# What is being asked
Go through the data and copy each line where the word "NoContent" shows up.
===== Records shown
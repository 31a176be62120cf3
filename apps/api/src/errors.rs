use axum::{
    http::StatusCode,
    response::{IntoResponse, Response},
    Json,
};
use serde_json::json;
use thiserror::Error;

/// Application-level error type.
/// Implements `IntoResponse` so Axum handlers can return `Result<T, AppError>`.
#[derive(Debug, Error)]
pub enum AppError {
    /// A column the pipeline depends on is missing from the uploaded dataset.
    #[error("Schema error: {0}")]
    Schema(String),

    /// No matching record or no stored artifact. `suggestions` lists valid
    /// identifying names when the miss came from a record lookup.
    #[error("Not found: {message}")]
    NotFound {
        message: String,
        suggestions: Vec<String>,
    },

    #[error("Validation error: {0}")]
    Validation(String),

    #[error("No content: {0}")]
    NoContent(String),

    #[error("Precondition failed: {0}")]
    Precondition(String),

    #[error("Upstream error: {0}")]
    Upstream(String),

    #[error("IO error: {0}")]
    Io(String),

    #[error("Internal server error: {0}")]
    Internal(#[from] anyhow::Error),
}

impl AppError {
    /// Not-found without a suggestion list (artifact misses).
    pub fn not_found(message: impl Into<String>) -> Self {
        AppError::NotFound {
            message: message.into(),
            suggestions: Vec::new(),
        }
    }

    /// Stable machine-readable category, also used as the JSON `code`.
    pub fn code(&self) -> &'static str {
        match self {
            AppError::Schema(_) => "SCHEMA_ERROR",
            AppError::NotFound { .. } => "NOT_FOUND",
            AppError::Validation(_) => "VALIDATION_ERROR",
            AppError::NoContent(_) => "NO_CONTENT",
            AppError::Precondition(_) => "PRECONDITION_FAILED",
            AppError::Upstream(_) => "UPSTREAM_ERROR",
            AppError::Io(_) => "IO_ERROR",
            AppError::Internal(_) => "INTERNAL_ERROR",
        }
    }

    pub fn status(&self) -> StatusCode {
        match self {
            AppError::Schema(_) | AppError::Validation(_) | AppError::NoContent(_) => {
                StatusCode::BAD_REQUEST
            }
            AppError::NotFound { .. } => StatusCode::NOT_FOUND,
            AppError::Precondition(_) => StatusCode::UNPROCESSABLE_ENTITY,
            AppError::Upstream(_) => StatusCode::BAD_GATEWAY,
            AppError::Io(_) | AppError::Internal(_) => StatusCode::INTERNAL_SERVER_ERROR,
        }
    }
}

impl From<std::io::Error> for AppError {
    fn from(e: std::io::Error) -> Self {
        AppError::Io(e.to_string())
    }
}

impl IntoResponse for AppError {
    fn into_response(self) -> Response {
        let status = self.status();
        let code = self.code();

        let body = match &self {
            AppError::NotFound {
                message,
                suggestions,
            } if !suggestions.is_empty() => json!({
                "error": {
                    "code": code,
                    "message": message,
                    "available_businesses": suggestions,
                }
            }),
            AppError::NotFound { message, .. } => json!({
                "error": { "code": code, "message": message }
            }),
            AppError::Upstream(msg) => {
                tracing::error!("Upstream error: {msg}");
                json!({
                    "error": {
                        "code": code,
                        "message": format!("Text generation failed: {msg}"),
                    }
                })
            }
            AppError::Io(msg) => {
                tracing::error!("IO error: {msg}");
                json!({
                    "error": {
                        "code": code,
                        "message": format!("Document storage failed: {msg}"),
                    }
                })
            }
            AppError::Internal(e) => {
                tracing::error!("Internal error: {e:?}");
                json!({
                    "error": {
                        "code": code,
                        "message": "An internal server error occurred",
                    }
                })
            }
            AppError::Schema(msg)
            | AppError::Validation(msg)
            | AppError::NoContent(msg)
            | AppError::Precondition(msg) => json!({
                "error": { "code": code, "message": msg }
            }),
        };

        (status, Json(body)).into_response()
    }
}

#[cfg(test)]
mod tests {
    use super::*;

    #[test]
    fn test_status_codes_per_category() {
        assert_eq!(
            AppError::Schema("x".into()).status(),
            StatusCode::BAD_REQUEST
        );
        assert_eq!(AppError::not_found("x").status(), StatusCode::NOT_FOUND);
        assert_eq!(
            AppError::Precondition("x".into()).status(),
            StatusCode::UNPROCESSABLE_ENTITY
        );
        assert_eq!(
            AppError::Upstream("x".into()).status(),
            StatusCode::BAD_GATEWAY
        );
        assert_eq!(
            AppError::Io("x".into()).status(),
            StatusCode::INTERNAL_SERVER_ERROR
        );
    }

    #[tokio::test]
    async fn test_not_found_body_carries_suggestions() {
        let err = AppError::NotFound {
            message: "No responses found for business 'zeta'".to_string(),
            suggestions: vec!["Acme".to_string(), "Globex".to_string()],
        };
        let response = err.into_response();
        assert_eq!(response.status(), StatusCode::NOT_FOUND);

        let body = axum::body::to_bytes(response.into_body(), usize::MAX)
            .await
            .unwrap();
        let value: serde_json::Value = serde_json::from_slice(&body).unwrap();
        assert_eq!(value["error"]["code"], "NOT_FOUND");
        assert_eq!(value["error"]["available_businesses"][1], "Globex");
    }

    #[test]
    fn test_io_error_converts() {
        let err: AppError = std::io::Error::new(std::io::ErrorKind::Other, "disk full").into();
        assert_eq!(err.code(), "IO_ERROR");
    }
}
==========
# Result of the task
    NoContent(String),
            AppError::NoContent(_) => "NO_CONTENT",
            AppError::Schema(_) | AppError::Validation(_) | AppError::NoContent(_) => {
            | AppError::NoContent(msg)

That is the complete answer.